◆ **What the task requires**: The required output is a copy of each line in the material below that includes "Sized".

◆ **Data excerpts**:
....
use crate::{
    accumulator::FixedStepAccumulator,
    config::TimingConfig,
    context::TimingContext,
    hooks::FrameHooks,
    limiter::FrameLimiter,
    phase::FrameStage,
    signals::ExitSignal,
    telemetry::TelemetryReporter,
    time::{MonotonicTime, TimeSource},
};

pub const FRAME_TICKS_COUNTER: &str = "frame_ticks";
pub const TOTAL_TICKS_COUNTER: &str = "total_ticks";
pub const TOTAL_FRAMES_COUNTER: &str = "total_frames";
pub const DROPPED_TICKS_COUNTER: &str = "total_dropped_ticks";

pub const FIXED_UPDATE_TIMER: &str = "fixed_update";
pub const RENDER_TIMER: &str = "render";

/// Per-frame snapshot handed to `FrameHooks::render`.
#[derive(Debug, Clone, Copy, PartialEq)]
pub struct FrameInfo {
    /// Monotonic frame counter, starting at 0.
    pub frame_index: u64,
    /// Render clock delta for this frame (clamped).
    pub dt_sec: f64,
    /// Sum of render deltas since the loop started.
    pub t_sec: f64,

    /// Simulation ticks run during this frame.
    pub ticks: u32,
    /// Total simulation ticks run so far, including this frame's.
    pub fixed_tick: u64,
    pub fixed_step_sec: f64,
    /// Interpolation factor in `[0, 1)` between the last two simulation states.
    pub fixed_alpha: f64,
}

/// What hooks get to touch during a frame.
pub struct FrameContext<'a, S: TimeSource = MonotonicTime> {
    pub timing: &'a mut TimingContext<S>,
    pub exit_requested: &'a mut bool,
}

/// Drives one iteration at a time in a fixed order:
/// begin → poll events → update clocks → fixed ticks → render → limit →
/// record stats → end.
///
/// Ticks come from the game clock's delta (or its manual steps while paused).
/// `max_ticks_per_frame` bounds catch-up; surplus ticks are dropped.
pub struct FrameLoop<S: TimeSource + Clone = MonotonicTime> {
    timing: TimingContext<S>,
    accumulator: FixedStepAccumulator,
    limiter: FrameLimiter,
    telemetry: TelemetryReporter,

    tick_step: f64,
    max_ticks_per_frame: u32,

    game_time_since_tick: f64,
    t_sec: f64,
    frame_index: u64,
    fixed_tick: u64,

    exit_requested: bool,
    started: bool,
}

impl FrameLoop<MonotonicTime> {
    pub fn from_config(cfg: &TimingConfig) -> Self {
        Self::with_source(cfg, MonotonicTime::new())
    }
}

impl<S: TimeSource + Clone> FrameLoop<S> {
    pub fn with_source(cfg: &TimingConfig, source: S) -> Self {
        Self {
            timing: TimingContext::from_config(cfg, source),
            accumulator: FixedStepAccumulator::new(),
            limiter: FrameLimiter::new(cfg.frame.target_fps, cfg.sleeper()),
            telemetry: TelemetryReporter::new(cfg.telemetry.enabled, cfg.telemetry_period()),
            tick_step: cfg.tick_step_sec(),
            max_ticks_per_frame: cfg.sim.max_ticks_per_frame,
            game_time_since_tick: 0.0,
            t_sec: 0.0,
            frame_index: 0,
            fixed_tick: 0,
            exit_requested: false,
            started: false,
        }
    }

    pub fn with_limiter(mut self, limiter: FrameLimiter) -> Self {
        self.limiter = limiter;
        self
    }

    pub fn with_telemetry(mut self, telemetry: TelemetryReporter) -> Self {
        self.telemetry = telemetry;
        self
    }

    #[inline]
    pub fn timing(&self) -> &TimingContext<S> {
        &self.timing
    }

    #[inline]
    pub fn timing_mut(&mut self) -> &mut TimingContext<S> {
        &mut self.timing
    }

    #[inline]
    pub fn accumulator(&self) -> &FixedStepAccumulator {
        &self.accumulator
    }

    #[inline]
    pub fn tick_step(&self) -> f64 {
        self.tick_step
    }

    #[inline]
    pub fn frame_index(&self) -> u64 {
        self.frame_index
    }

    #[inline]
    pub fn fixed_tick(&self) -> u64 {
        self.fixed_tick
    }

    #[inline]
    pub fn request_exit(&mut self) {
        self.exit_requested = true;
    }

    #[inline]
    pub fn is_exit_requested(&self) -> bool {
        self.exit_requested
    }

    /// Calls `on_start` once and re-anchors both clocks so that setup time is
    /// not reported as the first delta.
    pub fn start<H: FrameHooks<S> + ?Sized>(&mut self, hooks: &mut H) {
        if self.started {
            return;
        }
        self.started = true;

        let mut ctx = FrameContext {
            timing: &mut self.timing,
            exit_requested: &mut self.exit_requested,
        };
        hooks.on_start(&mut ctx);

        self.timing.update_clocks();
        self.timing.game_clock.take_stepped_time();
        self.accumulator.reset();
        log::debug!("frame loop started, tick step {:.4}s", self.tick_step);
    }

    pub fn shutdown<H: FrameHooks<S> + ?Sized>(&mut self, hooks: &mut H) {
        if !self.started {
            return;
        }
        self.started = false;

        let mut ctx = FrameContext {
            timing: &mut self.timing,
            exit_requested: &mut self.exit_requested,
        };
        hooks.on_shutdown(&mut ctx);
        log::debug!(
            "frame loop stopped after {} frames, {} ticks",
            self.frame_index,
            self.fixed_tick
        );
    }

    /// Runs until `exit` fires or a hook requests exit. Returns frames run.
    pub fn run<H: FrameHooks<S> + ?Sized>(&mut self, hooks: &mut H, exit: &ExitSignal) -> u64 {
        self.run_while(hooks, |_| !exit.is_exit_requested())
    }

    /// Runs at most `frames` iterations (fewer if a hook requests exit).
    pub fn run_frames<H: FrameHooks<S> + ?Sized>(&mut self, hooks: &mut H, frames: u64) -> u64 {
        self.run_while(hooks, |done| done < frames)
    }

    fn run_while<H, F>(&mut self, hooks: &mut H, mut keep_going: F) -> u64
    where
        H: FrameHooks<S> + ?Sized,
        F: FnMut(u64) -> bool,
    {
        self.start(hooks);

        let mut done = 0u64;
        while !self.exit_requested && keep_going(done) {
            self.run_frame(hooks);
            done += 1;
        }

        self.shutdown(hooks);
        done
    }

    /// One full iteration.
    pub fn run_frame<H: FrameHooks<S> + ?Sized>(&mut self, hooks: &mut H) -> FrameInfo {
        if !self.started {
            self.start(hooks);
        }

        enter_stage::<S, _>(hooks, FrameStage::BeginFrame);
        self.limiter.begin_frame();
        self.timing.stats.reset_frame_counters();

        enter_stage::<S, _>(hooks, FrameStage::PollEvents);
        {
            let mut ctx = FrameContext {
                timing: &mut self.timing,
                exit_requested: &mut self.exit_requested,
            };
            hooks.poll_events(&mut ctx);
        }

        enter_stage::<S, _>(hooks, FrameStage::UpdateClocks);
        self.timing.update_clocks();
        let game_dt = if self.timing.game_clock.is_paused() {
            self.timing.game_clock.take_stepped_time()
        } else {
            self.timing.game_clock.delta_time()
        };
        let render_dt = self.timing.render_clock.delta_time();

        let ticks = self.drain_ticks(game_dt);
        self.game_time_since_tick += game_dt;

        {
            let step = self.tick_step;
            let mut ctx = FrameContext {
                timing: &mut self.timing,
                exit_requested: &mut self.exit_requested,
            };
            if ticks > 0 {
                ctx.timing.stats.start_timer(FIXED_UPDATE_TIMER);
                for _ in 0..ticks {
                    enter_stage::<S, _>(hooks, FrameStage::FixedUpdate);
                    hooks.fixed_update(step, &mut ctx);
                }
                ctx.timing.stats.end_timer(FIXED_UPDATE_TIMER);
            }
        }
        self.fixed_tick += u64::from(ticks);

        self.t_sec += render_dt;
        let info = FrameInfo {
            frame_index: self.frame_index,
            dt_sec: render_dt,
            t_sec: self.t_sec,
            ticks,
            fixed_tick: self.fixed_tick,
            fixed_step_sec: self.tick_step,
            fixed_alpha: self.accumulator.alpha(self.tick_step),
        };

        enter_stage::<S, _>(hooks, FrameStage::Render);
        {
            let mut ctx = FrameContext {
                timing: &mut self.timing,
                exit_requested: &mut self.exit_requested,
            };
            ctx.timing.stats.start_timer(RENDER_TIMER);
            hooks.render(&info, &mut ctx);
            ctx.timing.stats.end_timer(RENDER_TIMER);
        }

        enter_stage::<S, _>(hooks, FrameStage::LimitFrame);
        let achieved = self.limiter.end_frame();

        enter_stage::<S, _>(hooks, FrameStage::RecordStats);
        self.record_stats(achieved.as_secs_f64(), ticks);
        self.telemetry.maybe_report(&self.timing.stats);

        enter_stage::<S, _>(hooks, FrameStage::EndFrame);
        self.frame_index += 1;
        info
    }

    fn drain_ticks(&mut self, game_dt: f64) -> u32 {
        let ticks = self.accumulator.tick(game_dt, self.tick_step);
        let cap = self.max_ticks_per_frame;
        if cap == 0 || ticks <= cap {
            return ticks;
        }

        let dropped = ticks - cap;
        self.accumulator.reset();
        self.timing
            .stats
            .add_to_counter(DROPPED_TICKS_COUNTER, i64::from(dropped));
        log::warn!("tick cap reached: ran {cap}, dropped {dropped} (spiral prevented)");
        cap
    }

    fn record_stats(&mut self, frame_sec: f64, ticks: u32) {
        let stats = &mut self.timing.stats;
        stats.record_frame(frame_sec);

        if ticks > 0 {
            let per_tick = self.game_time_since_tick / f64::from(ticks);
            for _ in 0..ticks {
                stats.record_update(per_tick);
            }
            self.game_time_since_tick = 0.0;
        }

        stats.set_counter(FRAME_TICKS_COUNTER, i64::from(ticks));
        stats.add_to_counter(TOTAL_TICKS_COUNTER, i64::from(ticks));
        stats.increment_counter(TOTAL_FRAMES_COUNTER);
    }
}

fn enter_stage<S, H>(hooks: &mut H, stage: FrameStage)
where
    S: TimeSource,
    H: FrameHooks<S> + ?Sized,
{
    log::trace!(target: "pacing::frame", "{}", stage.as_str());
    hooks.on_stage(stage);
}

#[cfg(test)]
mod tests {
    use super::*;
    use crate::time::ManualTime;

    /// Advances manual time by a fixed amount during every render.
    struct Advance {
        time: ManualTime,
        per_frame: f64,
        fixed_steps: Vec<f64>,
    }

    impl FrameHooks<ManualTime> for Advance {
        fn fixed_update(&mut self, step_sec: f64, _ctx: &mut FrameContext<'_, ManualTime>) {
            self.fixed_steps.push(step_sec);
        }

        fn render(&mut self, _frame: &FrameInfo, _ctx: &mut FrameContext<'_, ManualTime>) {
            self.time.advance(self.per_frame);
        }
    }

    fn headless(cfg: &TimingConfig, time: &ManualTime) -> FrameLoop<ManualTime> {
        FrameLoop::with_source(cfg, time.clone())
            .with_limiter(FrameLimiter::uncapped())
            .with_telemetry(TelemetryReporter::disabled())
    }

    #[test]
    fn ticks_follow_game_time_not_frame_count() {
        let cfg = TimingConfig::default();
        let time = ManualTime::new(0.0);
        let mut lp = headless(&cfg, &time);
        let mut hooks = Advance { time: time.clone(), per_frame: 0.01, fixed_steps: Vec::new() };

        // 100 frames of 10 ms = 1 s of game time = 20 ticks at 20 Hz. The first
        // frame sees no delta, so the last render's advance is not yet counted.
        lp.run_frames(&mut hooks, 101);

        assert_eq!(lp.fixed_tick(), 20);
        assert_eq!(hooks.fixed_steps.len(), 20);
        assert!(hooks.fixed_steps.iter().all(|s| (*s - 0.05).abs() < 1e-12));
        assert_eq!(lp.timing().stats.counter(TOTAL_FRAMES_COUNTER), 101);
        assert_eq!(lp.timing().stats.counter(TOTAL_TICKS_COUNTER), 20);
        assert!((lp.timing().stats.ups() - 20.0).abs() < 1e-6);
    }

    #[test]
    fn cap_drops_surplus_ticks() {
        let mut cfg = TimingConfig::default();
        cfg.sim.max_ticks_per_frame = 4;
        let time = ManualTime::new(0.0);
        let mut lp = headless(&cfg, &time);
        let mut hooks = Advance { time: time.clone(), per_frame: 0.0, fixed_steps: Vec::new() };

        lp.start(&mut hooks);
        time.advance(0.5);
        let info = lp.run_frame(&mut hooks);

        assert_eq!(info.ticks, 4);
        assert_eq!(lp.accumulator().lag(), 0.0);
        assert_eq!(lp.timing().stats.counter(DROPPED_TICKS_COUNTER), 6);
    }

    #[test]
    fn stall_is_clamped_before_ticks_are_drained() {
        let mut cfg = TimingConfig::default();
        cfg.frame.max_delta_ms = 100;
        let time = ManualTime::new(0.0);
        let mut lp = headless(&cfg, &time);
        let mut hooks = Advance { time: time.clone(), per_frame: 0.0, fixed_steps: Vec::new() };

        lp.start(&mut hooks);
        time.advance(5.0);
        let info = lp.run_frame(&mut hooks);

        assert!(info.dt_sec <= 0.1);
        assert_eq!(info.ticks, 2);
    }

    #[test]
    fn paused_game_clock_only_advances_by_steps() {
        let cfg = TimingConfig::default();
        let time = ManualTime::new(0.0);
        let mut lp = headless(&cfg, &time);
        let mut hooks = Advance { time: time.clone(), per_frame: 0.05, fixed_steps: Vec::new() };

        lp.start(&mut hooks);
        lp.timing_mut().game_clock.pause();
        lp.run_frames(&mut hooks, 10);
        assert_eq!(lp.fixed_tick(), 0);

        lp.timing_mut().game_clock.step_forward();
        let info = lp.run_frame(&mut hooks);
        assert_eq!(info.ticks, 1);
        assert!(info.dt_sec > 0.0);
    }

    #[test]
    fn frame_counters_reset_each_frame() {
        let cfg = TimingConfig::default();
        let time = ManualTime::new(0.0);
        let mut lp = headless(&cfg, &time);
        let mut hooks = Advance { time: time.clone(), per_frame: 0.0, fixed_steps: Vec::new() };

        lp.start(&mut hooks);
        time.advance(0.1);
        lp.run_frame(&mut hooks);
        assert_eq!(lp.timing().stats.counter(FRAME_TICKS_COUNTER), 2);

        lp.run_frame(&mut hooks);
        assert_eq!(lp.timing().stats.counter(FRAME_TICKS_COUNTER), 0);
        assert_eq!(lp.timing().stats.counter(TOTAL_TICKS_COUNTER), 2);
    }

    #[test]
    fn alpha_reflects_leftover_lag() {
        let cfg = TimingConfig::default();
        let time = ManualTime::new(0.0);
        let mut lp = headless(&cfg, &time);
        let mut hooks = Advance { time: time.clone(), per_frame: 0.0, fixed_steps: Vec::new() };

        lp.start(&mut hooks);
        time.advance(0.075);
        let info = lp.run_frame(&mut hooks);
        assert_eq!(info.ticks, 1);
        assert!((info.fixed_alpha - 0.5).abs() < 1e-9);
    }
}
....
◆ **Exercise output**:
    pub fn start<H: FrameHooks<S> + ?Sized>(&mut self, hooks: &mut H) {
    pub fn shutdown<H: FrameHooks<S> + ?Sized>(&mut self, hooks: &mut H) {
    pub fn run<H: FrameHooks<S> + ?Sized>(&mut self, hooks: &mut H, exit: &ExitSignal) -> u64 {
    pub fn run_frames<H: FrameHooks<S> + ?Sized>(&mut self, hooks: &mut H, frames: u64) -> u64 {
        H: FrameHooks<S> + ?Sized,
    pub fn run_frame<H: FrameHooks<S> + ?Sized>(&mut self, hooks: &mut H) -> FrameInfo {
    H: FrameHooks<S> + ?Sized,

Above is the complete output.